Goal of the exercise: From the entries below, copy every line where the string "struct" appears.

Collection entries:
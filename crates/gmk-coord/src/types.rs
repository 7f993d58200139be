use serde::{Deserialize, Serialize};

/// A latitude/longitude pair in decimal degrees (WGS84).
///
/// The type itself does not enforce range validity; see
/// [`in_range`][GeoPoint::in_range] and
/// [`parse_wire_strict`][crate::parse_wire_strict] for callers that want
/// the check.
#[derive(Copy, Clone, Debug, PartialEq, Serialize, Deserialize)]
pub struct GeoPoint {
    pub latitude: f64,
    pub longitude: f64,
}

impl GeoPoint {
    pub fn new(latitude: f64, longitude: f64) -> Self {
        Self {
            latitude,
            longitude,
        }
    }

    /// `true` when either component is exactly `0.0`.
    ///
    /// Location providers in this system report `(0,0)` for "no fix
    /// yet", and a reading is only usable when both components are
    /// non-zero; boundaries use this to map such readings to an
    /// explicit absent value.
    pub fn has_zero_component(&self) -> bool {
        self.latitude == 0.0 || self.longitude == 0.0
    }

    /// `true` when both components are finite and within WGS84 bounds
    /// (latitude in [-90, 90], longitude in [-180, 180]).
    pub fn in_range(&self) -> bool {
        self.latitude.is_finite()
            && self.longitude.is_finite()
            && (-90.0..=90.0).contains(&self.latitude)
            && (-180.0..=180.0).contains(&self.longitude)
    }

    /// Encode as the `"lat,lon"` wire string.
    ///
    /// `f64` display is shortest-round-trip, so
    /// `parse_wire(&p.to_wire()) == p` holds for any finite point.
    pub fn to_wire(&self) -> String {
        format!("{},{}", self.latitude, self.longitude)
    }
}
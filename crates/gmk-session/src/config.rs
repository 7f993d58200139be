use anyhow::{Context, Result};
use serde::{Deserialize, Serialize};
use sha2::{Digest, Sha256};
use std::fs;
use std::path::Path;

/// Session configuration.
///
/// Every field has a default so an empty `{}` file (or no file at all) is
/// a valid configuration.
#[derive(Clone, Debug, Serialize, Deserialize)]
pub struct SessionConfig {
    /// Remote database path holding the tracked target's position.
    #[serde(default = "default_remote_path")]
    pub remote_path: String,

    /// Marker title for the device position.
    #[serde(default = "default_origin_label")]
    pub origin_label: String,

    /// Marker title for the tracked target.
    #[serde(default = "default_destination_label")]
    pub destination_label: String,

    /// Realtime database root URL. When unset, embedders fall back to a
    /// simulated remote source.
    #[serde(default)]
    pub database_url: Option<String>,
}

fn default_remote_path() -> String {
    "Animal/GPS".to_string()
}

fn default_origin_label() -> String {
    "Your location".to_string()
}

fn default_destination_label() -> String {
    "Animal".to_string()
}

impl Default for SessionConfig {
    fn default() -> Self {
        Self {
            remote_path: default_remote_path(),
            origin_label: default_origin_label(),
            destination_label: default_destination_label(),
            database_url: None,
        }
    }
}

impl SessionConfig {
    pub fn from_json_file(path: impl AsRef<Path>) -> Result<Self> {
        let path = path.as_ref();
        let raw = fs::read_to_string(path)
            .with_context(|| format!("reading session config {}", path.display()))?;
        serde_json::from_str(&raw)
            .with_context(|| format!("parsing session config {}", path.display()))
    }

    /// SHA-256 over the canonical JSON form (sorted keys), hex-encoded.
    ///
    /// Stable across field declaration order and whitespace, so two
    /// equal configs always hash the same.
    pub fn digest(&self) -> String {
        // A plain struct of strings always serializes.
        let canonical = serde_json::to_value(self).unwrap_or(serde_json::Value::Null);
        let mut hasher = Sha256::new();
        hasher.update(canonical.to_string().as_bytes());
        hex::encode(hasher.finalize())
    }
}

Task output:
pub struct GeoPoint {
pub struct SessionConfig {
        // A plain struct of strings always serializes.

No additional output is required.